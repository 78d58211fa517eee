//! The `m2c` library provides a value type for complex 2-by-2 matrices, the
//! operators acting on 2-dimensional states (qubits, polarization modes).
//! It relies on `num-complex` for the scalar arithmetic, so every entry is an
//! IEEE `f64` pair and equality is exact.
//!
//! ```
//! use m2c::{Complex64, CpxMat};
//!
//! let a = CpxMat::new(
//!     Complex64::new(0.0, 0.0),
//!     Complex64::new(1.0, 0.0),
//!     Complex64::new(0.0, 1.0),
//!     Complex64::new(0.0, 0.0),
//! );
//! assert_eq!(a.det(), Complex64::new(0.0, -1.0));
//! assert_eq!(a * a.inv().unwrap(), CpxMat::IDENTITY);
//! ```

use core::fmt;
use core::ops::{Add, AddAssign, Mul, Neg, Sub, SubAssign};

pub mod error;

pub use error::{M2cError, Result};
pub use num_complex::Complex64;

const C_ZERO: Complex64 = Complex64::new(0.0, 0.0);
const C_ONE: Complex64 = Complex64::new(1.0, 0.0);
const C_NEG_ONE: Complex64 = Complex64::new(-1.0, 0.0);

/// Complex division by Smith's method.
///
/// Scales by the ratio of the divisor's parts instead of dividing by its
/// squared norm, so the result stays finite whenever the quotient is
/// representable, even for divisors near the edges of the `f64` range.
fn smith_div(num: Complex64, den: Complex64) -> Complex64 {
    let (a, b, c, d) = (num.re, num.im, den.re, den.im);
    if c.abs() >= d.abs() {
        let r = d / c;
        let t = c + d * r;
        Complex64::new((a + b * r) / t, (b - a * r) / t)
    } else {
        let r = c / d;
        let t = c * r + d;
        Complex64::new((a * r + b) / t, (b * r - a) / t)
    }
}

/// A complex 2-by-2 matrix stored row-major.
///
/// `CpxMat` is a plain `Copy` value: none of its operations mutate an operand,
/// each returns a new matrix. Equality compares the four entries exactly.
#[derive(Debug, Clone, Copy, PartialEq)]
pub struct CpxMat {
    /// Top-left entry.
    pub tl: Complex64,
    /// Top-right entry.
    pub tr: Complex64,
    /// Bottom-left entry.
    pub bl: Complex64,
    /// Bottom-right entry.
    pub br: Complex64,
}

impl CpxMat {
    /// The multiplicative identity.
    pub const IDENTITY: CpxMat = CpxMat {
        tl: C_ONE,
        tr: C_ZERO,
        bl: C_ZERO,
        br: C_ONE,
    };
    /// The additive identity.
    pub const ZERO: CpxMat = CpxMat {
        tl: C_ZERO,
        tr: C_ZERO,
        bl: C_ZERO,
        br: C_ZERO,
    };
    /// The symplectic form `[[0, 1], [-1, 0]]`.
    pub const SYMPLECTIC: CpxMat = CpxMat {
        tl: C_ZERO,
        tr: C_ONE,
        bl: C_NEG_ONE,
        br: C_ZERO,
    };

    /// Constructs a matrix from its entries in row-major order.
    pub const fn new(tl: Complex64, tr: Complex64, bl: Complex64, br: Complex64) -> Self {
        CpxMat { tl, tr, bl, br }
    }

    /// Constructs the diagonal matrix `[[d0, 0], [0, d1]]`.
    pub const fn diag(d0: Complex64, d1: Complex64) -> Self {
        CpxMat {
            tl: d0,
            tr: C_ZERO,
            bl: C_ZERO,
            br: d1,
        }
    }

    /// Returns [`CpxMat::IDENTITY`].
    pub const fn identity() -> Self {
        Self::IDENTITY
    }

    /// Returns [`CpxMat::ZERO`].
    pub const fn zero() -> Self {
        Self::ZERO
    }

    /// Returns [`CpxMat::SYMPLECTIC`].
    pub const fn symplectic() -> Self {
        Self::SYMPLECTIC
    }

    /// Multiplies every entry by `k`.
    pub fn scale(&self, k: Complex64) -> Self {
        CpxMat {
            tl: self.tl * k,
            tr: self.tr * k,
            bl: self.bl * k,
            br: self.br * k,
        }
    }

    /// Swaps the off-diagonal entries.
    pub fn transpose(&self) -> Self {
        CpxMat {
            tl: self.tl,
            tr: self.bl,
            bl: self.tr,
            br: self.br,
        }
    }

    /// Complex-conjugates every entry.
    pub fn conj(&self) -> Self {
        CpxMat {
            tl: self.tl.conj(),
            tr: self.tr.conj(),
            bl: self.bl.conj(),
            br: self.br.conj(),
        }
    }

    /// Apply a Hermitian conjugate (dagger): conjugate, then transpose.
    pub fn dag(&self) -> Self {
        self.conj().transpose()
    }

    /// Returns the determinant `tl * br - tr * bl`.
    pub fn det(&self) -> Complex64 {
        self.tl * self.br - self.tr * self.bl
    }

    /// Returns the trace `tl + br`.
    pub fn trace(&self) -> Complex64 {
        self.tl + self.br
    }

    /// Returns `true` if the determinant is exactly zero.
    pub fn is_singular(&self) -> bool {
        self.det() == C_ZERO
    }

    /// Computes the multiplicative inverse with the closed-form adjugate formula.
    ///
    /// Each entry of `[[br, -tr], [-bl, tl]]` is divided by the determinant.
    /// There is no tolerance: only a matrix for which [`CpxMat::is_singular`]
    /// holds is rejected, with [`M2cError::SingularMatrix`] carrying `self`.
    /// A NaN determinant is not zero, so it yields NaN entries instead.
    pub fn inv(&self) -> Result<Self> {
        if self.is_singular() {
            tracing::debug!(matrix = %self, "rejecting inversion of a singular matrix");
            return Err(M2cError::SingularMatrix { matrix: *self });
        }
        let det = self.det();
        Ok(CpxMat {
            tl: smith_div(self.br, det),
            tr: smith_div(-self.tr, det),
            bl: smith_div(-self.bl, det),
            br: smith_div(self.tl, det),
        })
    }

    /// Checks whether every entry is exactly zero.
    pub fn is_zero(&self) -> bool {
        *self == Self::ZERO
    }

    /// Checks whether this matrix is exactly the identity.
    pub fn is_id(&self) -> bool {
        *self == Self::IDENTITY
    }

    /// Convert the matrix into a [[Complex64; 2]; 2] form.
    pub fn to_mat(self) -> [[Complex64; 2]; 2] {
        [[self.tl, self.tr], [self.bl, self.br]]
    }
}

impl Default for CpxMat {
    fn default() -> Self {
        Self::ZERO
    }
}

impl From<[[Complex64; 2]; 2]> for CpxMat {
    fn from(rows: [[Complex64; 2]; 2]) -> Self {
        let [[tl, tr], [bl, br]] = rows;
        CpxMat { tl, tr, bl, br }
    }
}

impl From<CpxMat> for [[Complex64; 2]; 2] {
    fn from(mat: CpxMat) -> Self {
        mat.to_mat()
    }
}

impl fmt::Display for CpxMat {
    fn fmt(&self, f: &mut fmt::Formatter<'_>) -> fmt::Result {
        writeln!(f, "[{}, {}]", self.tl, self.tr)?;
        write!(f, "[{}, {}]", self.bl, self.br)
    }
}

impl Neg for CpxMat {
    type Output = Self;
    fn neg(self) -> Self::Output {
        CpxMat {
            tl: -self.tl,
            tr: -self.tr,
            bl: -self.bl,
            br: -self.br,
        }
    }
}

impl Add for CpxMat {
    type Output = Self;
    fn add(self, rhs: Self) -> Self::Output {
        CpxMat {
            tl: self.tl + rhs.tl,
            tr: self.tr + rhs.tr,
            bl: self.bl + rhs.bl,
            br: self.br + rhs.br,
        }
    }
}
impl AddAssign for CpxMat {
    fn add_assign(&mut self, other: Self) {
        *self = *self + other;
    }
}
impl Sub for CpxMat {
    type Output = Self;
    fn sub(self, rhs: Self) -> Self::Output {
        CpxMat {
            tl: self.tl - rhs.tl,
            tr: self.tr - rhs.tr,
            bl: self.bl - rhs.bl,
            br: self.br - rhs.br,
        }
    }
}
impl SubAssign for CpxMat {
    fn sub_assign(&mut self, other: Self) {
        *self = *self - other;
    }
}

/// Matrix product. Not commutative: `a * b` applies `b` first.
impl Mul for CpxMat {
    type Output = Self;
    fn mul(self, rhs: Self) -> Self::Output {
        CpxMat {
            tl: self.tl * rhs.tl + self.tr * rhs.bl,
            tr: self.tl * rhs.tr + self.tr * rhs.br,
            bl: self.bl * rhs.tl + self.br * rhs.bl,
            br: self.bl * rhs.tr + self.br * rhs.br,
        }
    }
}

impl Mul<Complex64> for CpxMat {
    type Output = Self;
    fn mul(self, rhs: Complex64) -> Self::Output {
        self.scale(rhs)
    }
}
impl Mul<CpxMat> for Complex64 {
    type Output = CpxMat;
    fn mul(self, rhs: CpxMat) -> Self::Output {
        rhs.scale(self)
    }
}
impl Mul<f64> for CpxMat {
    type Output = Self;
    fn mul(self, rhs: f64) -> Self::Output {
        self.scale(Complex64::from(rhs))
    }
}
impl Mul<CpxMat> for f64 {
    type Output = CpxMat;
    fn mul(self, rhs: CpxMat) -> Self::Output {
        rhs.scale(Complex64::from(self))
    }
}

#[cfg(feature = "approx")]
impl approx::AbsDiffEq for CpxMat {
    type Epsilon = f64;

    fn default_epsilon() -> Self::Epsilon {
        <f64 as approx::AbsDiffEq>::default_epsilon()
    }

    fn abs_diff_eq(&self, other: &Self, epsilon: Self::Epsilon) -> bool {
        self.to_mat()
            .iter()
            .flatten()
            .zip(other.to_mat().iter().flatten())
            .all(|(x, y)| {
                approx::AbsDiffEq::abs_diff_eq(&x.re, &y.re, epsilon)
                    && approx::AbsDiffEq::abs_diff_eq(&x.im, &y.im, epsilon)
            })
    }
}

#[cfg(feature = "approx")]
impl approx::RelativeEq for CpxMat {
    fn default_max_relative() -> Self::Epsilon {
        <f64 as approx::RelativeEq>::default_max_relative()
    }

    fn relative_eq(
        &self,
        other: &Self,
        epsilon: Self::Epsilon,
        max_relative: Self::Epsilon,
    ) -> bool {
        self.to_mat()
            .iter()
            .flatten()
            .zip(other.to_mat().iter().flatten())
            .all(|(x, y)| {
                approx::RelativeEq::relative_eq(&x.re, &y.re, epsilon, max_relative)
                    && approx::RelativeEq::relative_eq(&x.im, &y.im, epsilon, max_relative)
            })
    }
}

══════

■ **PROBLEM STATEMENT**:
Lines from the one holding "rhs.scale(self)" to the last line of the records: return these exactly, and only these.

■ **TASK SOLUTION**:
        rhs.scale(self)
    }
}
impl Mul<f64> for CpxMat {
    type Output = Self;
    fn mul(self, rhs: f64) -> Self::Output {
        self.scale(Complex64::from(rhs))
    }
}
impl Mul<CpxMat> for f64 {
    type Output = CpxMat;
    fn mul(self, rhs: CpxMat) -> Self::Output {
        rhs.scale(Complex64::from(self))
    }
}

#[cfg(feature = "approx")]
impl approx::AbsDiffEq for CpxMat {
    type Epsilon = f64;

    fn default_epsilon() -> Self::Epsilon {
        <f64 as approx::AbsDiffEq>::default_epsilon()
    }

    fn abs_diff_eq(&self, other: &Self, epsilon: Self::Epsilon) -> bool {
        self.to_mat()
            .iter()
            .flatten()
            .zip(other.to_mat().iter().flatten())
            .all(|(x, y)| {
                approx::AbsDiffEq::abs_diff_eq(&x.re, &y.re, epsilon)
                    && approx::AbsDiffEq::abs_diff_eq(&x.im, &y.im, epsilon)
            })
    }
}

#[cfg(feature = "approx")]
impl approx::RelativeEq for CpxMat {
    fn default_max_relative() -> Self::Epsilon {
        <f64 as approx::RelativeEq>::default_max_relative()
    }

    fn relative_eq(
        &self,
        other: &Self,
        epsilon: Self::Epsilon,
        max_relative: Self::Epsilon,
    ) -> bool {
        self.to_mat()
            .iter()
            .flatten()
            .zip(other.to_mat().iter().flatten())
            .all(|(x, y)| {
                approx::RelativeEq::relative_eq(&x.re, &y.re, epsilon, max_relative)
                    && approx::RelativeEq::relative_eq(&x.im, &y.im, epsilon, max_relative)
            })
    }
}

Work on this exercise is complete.